pub mod serializer;
pub use serializer::{Params, Placeholder, Serializer};
use super::Error;

/// Error when a filter tree is structurally malformed, for example an `AND`
/// group whose value is not an array.
#[derive(Debug)]
pub(super) struct InvalidFilter {
    message: Box<str>,
}

impl std::error::Error for InvalidFilter {}

impl core::fmt::Display for InvalidFilter {
    fn fmt(&self, f: &mut core::fmt::Formatter) -> core::fmt::Result {
        write!(f, "invalid filter: {}", self.message)
    }
}

impl Error {
    /// Creates an invalid filter error.
    pub fn invalid_filter(message: impl Into<String>) -> Error {
        Error::from(super::ErrorKind::InvalidFilter(InvalidFilter {
            message: message.into().into(),
        }))
    }

    /// Returns `true` if this error is an invalid filter error.
    pub fn is_invalid_filter(&self) -> bool {
        self.any_kind(|kind| matches!(kind, super::ErrorKind::InvalidFilter(_)))
    }
}
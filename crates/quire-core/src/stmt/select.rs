use super::{Expr, Filter, Limit, OrderByExpr, Returning, TableFactor, TableWithJoins};

#[derive(Debug, Clone, PartialEq)]
pub struct Select {
    /// The projection part of a SQL query.
    pub returning: Returning,

    /// The `FROM` part of a SQL query: the main table with its joins.
    pub source: TableWithJoins,

    /// Query filter
    pub filter: Filter,

    /// Ordering terms, applied in order
    pub order_by: Vec<OrderByExpr>,

    /// `LIMIT` / `OFFSET`
    pub limit: Limit,
}

impl Select {
    pub fn new(source: impl Into<TableWithJoins>, filter: impl Into<Filter>) -> Self {
        Self {
            returning: Returning::One,
            source: source.into(),
            filter: filter.into(),
            order_by: vec![],
            limit: Limit::default(),
        }
    }

    pub fn add_filter(&mut self, filter: impl Into<Filter>) {
        self.filter.add_filter(filter);
    }

    /// Alias of the table in the `FROM` clause.
    pub fn alias(&self) -> &str {
        &self.source.table.alias
    }
}

impl From<TableFactor> for Select {
    fn from(value: TableFactor) -> Self {
        Self::new(value, None::<Expr>)
    }
}
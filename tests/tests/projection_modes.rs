use quire::{stmt::Direction, FindOptions, Record};
use tests::{json, pretty_assertions::assert_eq, setup};

fn keys(record: &Record) -> Vec<&str> {
    record.keys().map(String::as_str).collect()
}

fn by_id() -> FindOptions {
    FindOptions::new().order_by([("id", Direction::Asc)])
}

#[tokio::test]
async fn all_fields_by_default() {
    let t = setup().await;

    let authors = t.db.find_many("authors", by_id()).await.unwrap();
    assert_eq!(keys(&authors[0]), ["id", "name", "bio", "_title"]);
    assert_eq!(authors[0]["_title"], json!("Ada"));
    assert_eq!(authors[2]["bio"], json!(null));
}

#[tokio::test]
async fn inclusion_mode() {
    let t = setup().await;

    let authors = t
        .db
        .find_many("authors", by_id().columns([("name", true)]))
        .await
        .unwrap();

    assert_eq!(keys(&authors[0]), ["id", "name"]);
    assert_eq!(authors[1], *json!({ "id": 2, "name": "Grace" }).as_object().unwrap());
}

#[tokio::test]
async fn exclusion_mode() {
    let t = setup().await;

    let authors = t
        .db
        .find_many("authors", by_id().columns([("name", false)]))
        .await
        .unwrap();

    assert_eq!(keys(&authors[0]), ["id", "bio"]);
}

#[tokio::test]
async fn primary_key_cannot_be_excluded() {
    let t = setup().await;

    let authors = t
        .db
        .find_many("authors", by_id().columns([("id", false), ("bio", false)]))
        .await
        .unwrap();

    assert_eq!(keys(&authors[0]), ["id", "name"]);
}

#[tokio::test]
async fn title_on_request() {
    let t = setup().await;

    let posts = t
        .db
        .find_many(
            "posts",
            by_id().columns([("views", true), ("_title", true)]),
        )
        .await
        .unwrap();

    assert_eq!(keys(&posts[0]), ["id", "views", "_title"]);
    assert_eq!(posts[0]["_title"], json!("Hello"));
}

#[tokio::test]
async fn localized_fields_are_returned_under_their_own_name() {
    let t = setup().await;

    let posts = t
        .db
        .find_many(
            "posts",
            by_id().columns([("title", true)]).locale("de").locale_fallback("en"),
        )
        .await
        .unwrap();

    assert_eq!(keys(&posts[0]), ["id", "title"]);
    assert_eq!(posts[0]["title"], json!("Hallo"));
}

#[tokio::test]
async fn deserialized_request() {
    let t = setup().await;

    let options: FindOptions = serde_json::from_value(json!({
        "where": { "views": { "gte": 50 } },
        "orderBy": { "views": "desc" },
        "columns": { "slug": true },
        "limit": 1,
    }))
    .unwrap();

    let posts = t.db.find_many("posts", options).await.unwrap();
    assert_eq!(posts.len(), 1);
    assert_eq!(posts[0], *json!({ "id": 4, "slug": "graphs" }).as_object().unwrap());
}

#[tokio::test]
async fn paging() {
    let t = setup().await;

    let posts = t
        .db
        .find_many("posts", by_id().columns([("slug", true)]).limit(2).offset(1))
        .await
        .unwrap();

    assert_eq!(
        posts.iter().map(|post| post["id"].clone()).collect::<Vec<_>>(),
        [json!(2), json!(3)]
    );
}
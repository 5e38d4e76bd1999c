use quire_core::stmt::{ArrayOp, Expr, ExprLike, Value};

use serde_json::Value as Json;

/// Compiles one field operator against a resolved reference.
///
/// Returns `None` for unknown operators and for payloads an operator does not
/// accept, e.g. `in` with a non-array value.
pub(crate) fn compile(lhs: &Expr, op: &str, value: &Json) -> Option<Expr> {
    let lhs = lhs.clone();

    Some(match op {
        "eq" if value.is_null() => Expr::is_null(lhs),
        "ne" if value.is_null() => Expr::is_not_null(lhs),
        "eq" => Expr::eq(lhs, operand(value)),
        "ne" => Expr::ne(lhs, operand(value)),
        "gt" => Expr::gt(lhs, comparable(value)?),
        "gte" => Expr::ge(lhs, comparable(value)?),
        "lt" => Expr::lt(lhs, comparable(value)?),
        "lte" => Expr::le(lhs, comparable(value)?),
        "in" => Expr::in_list(lhs, value.as_array()?.iter().map(operand)),
        "notIn" => Expr::not_in_list(lhs, value.as_array()?.iter().map(operand)),
        "like" => pattern(lhs, value.as_str()?.to_string(), false, false, None),
        "ilike" => pattern(lhs, value.as_str()?.to_string(), true, false, None),
        "notLike" => pattern(lhs, value.as_str()?.to_string(), false, true, None),
        "notIlike" => pattern(lhs, value.as_str()?.to_string(), true, true, None),
        "contains" => {
            let escaped = ExprLike::escape_literal(value.as_str()?);
            pattern(lhs, format!("%{escaped}%"), true, false, Some('\\'))
        }
        "startsWith" => {
            let escaped = ExprLike::escape_literal(value.as_str()?);
            pattern(lhs, format!("{escaped}%"), true, false, Some('\\'))
        }
        "endsWith" => {
            let escaped = ExprLike::escape_literal(value.as_str()?);
            pattern(lhs, format!("%{escaped}"), true, false, Some('\\'))
        }
        "isNull" => match value.as_bool()? {
            true => Expr::is_null(lhs),
            false => Expr::is_not_null(lhs),
        },
        "isNotNull" => match value.as_bool()? {
            true => Expr::is_not_null(lhs),
            false => Expr::is_null(lhs),
        },
        "arrayOverlaps" => Expr::array(lhs, ArrayOp::Overlaps, elements(value)?),
        "arrayContains" => Expr::array(lhs, ArrayOp::Contains, elements(value)?),
        "arrayContained" => Expr::array(lhs, ArrayOp::ContainedBy, elements(value)?),
        _ => return None,
    })
}

/// A filter value as a bound operand. Structured values are bound as JSON.
pub(crate) fn operand(value: &Json) -> Expr {
    match value {
        Json::Array(_) | Json::Object(_) => Expr::Value(Value::Json(value.clone())),
        value => Expr::Value(Value::from_json(value)),
    }
}

/// Ordering comparisons against null never match; they are ignored.
fn comparable(value: &Json) -> Option<Expr> {
    match value {
        Json::Null | Json::Array(_) | Json::Object(_) => None,
        value => Some(operand(value)),
    }
}

fn elements(value: &Json) -> Option<Vec<Value>> {
    Some(value.as_array()?.iter().map(Value::from_json).collect())
}

fn pattern(
    lhs: Expr,
    pattern: String,
    case_insensitive: bool,
    negate: bool,
    escape: Option<char>,
) -> Expr {
    ExprLike {
        expr: Box::new(lhs),
        pattern: Box::new(pattern.into()),
        case_insensitive,
        negate,
        escape,
    }
    .into()
}
use super::Error;

/// Error when a filter or ordering references a name that is neither a
/// field nor a relation of the collection.
#[derive(Debug)]
pub(super) struct FieldNotFound {
    collection: Box<str>,
    field: Box<str>,
}

impl std::error::Error for FieldNotFound {}

impl core::fmt::Display for FieldNotFound {
    fn fmt(&self, f: &mut core::fmt::Formatter) -> core::fmt::Result {
        write!(
            f,
            "field `{}` not found on collection `{}`",
            self.field, self.collection
        )
    }
}

impl Error {
    /// Creates a field-not-found error.
    pub fn field_not_found(collection: impl Into<String>, field: impl Into<String>) -> Error {
        Error::from(super::ErrorKind::FieldNotFound(FieldNotFound {
            collection: collection.into().into(),
            field: field.into().into(),
        }))
    }

    /// Returns `true` if this error is a field-not-found error.
    pub fn is_field_not_found(&self) -> bool {
        self.any_kind(|kind| matches!(kind, super::ErrorKind::FieldNotFound(_)))
    }
}
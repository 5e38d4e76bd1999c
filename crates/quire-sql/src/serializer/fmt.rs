use super::{Formatter, Params};

macro_rules! fmt {
    ($f:expr, $( $fragments:expr )*) => {{
        $(
            $fragments.to_sql($f);
        )*
    }};
}

pub(super) trait ToSql {
    fn to_sql<T: Params>(self, f: &mut Formatter<'_, T>);
}

impl ToSql for &str {
    fn to_sql<T: Params>(self, f: &mut Formatter<'_, T>) {
        f.dst.push_str(self);
    }
}

impl ToSql for &String {
    fn to_sql<T: Params>(self, f: &mut Formatter<'_, T>) {
        f.dst.push_str(self);
    }
}

impl ToSql for u64 {
    fn to_sql<T: Params>(self, f: &mut Formatter<'_, T>) {
        use std::fmt::Write;
        let _ = write!(f.dst, "{self}");
    }
}
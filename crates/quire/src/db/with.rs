use super::{
    read::{Loaded, KEY_PREFIX, LINK_PREFIX},
    Db,
};
use crate::{engine::Extend, FindOptions, OrderBy, Record};

use quire_core::{
    schema::{Collection, CollectionId, Relation, RelationKind},
    stmt::{Expr, Join, SelectItem, TableFactor, Value},
    Error, Result,
};

use indexmap::IndexMap;
use serde_json::Value as Json;
use tokio::task::JoinSet;

/// Alias of the main table in a read. Related reads are separate statements,
/// so their main table is always at depth zero.
const ROOT: &str = "t0";

/// Alias of the junction table joined into many-to-many reads.
const JUNCTION: &str = "j0";

/// How the records of one `with` entry hang off their parents.
#[derive(Debug)]
pub(super) struct Link<'a> {
    /// `with` key the records are attached under
    name: &'a str,

    relation: &'a Relation,

    /// Parent columns identifying the related records
    parent_columns: Vec<String>,

    /// Child expressions matched against `parent_columns`, in order
    child_keys: Vec<Expr>,

    /// Junction join for many-to-many relations
    join: Option<Join>,

    /// Junction and polymorphic constraints on the related rows
    filter: Option<Expr>,

    options: &'a FindOptions,
}

impl<'a> Link<'a> {
    /// `None` when the relation's join configuration is incomplete.
    pub(super) fn new(
        db: &'a Db,
        collection: &'a Collection,
        name: &'a str,
        options: &'a FindOptions,
    ) -> Result<Option<Self>> {
        let schema = db.schema();

        let Some(relation) = collection.relation(name) else {
            return Err(Error::unknown_relation(&collection.name, name));
        };

        if !relation.is_complete() {
            tracing::warn!(
                collection = %collection.name,
                relation = %relation.name,
                "not loading relation with incomplete join configuration"
            );
            return Ok(None);
        }

        let target = relation.target(schema);
        let mut filter = vec![];

        let (parent_columns, child_keys, join) = match &relation.kind {
            RelationKind::ToOne(to_one) => {
                let keys = &to_one.keys;
                (keys.source.clone(), child_columns(&keys.target), None)
            }
            RelationKind::ToMany(to_many) => {
                let keys = &to_many.keys;
                (keys.source.clone(), child_columns(&keys.target), None)
            }
            RelationKind::ManyToMany(m2m) => {
                let junction = schema.collection(m2m.through);

                let on = Expr::eq(
                    Expr::column(JUNCTION, &m2m.target_key),
                    Expr::column(ROOT, target.primary_key_column()),
                );

                if let Some(deleted_at) = junction.soft_delete_column() {
                    filter.push(Expr::is_null(Expr::column(JUNCTION, deleted_at)));
                }

                (
                    vec![collection.primary_key_column().to_string()],
                    vec![Expr::column(JUNCTION, &m2m.source_key)],
                    Some(Join::inner(TableFactor::new(&junction.table, JUNCTION), on)),
                )
            }
        };

        if let Some(discriminator) = relation.discriminator() {
            filter.push(Expr::eq(
                Expr::column(ROOT, &discriminator.column),
                discriminator.value.clone(),
            ));
        }

        if let Some(deleted_at) = target.soft_delete_column() {
            filter.push(Expr::is_null(Expr::column(ROOT, deleted_at)));
        }

        Ok(Some(Self {
            name,
            relation,
            parent_columns,
            child_keys,
            join,
            filter: Expr::and_all(filter),
            options,
        }))
    }

    /// Parent selections needed to attach the related records.
    pub(super) fn parent_items(&self) -> impl Iterator<Item = SelectItem> + '_ {
        self.parent_columns
            .iter()
            .map(|column| SelectItem::new(Expr::column(ROOT, column), key_alias(column)))
    }

    /// Key of the related records belonging to `parent`. `None` when a key
    /// column is null.
    fn parent_key(&self, parent: &Loaded) -> Option<String> {
        let values = self
            .parent_columns
            .iter()
            .map(|column| match parent.keys.get(&key_alias(column)) {
                Some(Value::Null) | None => None,
                Some(value) => Some(value.clone()),
            })
            .collect::<Option<Vec<_>>>()?;

        Some(tuple_key(&values))
    }

    /// Links whose related records can be fetched by the same statement.
    fn group_key(&self) -> String {
        let order = match &self.options.order_by {
            // Raw orderings cannot be compared
            Some(OrderBy::Raw(_)) => format!("raw:{}", self.name),
            order_by => format!("{order_by:?}"),
        };

        // The statement is built from the first link's options, so every
        // option it reads must be part of the key.
        format!(
            "{}|{:?}|{:?}|{:?}|{:?}|{:?}|{:?}|{:?}|{order}",
            self.relation.target.0,
            self.child_keys,
            self.join,
            self.filter,
            self.options.effective_filter(),
            self.options.locale_fallback,
            self.options.columns,
            self.options.with,
        )
    }
}

/// A statement fetching the related records of one or more links.
struct Group<'a> {
    target: CollectionId,
    links: Vec<&'a Link<'a>>,
}

/// Loads every `with` entry of `options` and attaches the related records to
/// `parents`.
pub(super) async fn load(
    db: &Db,
    links: &[Link<'_>],
    options: &FindOptions,
    parents: &mut [Loaded],
    depth: usize,
) -> Result<()> {
    let mut groups: IndexMap<String, Group<'_>> = IndexMap::new();

    for link in links {
        groups
            .entry(link.group_key())
            .or_insert_with(|| Group {
                target: link.relation.target,
                links: vec![],
            })
            .links
            .push(link);
    }

    let mut tasks = JoinSet::new();

    for (index, group) in groups.values().enumerate() {
        let Some((child_options, extend)) = group.statement(options, parents) else {
            continue;
        };

        let db = db.clone();
        let target = group.target;

        tasks.spawn(async move { (index, db.load(target, child_options, extend, depth + 1).await) });
    }

    let mut results = IndexMap::new();

    while let Some(joined) = tasks.join_next().await {
        let (index, children) = joined.map_err(anyhow::Error::from)?;
        results.insert(index, children?);
    }

    for (index, group) in groups.values().enumerate() {
        let children = results.swap_remove(&index).unwrap_or_default();
        let by_key = index_children(children);

        for link in &group.links {
            attach(link, parents, &by_key);
        }
    }

    Ok(())
}

impl Group<'_> {
    /// The related read for every parent key of every link in the group.
    /// `None` when no parent has a key.
    fn statement(&self, parent: &FindOptions, parents: &[Loaded]) -> Option<(FindOptions, Extend)> {
        let first = self.links.first()?;

        let mut keys = IndexMap::new();
        for link in &self.links {
            for loaded in parents {
                let values = link
                    .parent_columns
                    .iter()
                    .map(|column| loaded.keys.get(&key_alias(column)).cloned())
                    .collect::<Option<Vec<_>>>();

                if let Some(values) = values.filter(|values| !values.iter().any(Value::is_null)) {
                    keys.entry(tuple_key(&values)).or_insert(values);
                }
            }
        }

        if keys.is_empty() {
            return None;
        }

        let condition = match &first.child_keys[..] {
            [key] => Expr::in_list(key.clone(), keys.into_values().flatten()),
            child_keys => Expr::or_all(
                keys.into_values()
                    .map(|values| {
                        Expr::and_from_vec(
                            child_keys
                                .iter()
                                .zip(values)
                                .map(|(key, value)| Expr::eq(key.clone(), value))
                                .collect(),
                        )
                    })
                    .collect::<Vec<_>>(),
            )?,
        };

        let mut options = first.options.clone();

        // Paging applies per parent once the rows are grouped
        options.limit = None;
        options.offset = None;

        options.locale = parent.locale.clone();
        if options.locale_fallback.is_none() {
            options.locale_fallback = parent.locale_fallback.clone();
        }

        let extend = Extend {
            filter: Expr::and_all([condition].into_iter().chain(first.filter.clone())),
            joins: first.join.clone().into_iter().collect(),
            items: first
                .child_keys
                .iter()
                .enumerate()
                .map(|(i, key)| SelectItem::new(key.clone(), format!("{LINK_PREFIX}{i}")))
                .collect(),
        };

        Some((options, extend))
    }
}

fn index_children(children: Vec<Loaded>) -> IndexMap<String, Vec<Record>> {
    let mut by_key: IndexMap<String, Vec<Record>> = IndexMap::new();

    for child in children {
        let values = (0..)
            .map_while(|i| child.keys.get(&format!("{LINK_PREFIX}{i}")).cloned())
            .collect::<Vec<_>>();

        by_key
            .entry(tuple_key(&values))
            .or_default()
            .push(child.record);
    }

    by_key
}

fn attach(link: &Link<'_>, parents: &mut [Loaded], by_key: &IndexMap<String, Vec<Record>>) {
    let offset = link.options.offset.unwrap_or(0) as usize;
    let limit = link.options.limit.map_or(usize::MAX, |limit| limit as usize);

    for parent in parents {
        let related = link
            .parent_key(parent)
            .and_then(|key| by_key.get(&key))
            .map(|records| {
                records
                    .iter()
                    .skip(offset)
                    .take(limit)
                    .cloned()
                    .map(Json::Object)
                    .collect::<Vec<_>>()
            })
            .unwrap_or_default();

        let value = if link.relation.is_to_one() {
            related.into_iter().next().unwrap_or(Json::Null)
        } else {
            Json::Array(related)
        };

        parent.record.insert(link.name.to_string(), value);
    }
}

fn child_columns(columns: &[String]) -> Vec<Expr> {
    columns
        .iter()
        .map(|column| Expr::column(ROOT, column))
        .collect()
}

fn key_alias(column: &str) -> String {
    format!("{KEY_PREFIX}{column}")
}

/// Keys compare by their JSON rendering.
fn tuple_key(values: &[Value]) -> String {
    Json::Array(values.iter().map(Value::to_json).collect()).to_string()
}
use super::Error;

/// Error when a relation filter names a relation the collection does not
/// declare.
#[derive(Debug)]
pub(super) struct UnknownRelation {
    collection: Box<str>,
    relation: Box<str>,
}

impl std::error::Error for UnknownRelation {}

impl core::fmt::Display for UnknownRelation {
    fn fmt(&self, f: &mut core::fmt::Formatter) -> core::fmt::Result {
        write!(
            f,
            "relation `{}` not found on collection `{}`",
            self.relation, self.collection
        )
    }
}

impl Error {
    /// Creates an unknown relation error.
    pub fn unknown_relation(collection: impl Into<String>, relation: impl Into<String>) -> Error {
        Error::from(super::ErrorKind::UnknownRelation(UnknownRelation {
            collection: collection.into().into(),
            relation: relation.into().into(),
        }))
    }

    /// Returns `true` if this error is an unknown relation error.
    pub fn is_unknown_relation(&self) -> bool {
        self.any_kind(|kind| matches!(kind, super::ErrorKind::UnknownRelation(_)))
    }
}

^^^^^^^^

DIRECTIONS ▸ Show every line in the records above that contains the word "parents".

ANSWER TO THIS PROBLEM ▸
/// How the records of one `with` entry hang off their parents.
/// `parents`.
    parents: &mut [Loaded],
        let Some((child_options, extend)) = group.statement(options, parents) else {
            attach(link, parents, &by_key);
    fn statement(&self, parent: &FindOptions, parents: &[Loaded]) -> Option<(FindOptions, Extend)> {
            for loaded in parents {
fn attach(link: &Link<'_>, parents: &mut [Loaded], by_key: &IndexMap<String, Vec<Record>>) {
    for parent in parents {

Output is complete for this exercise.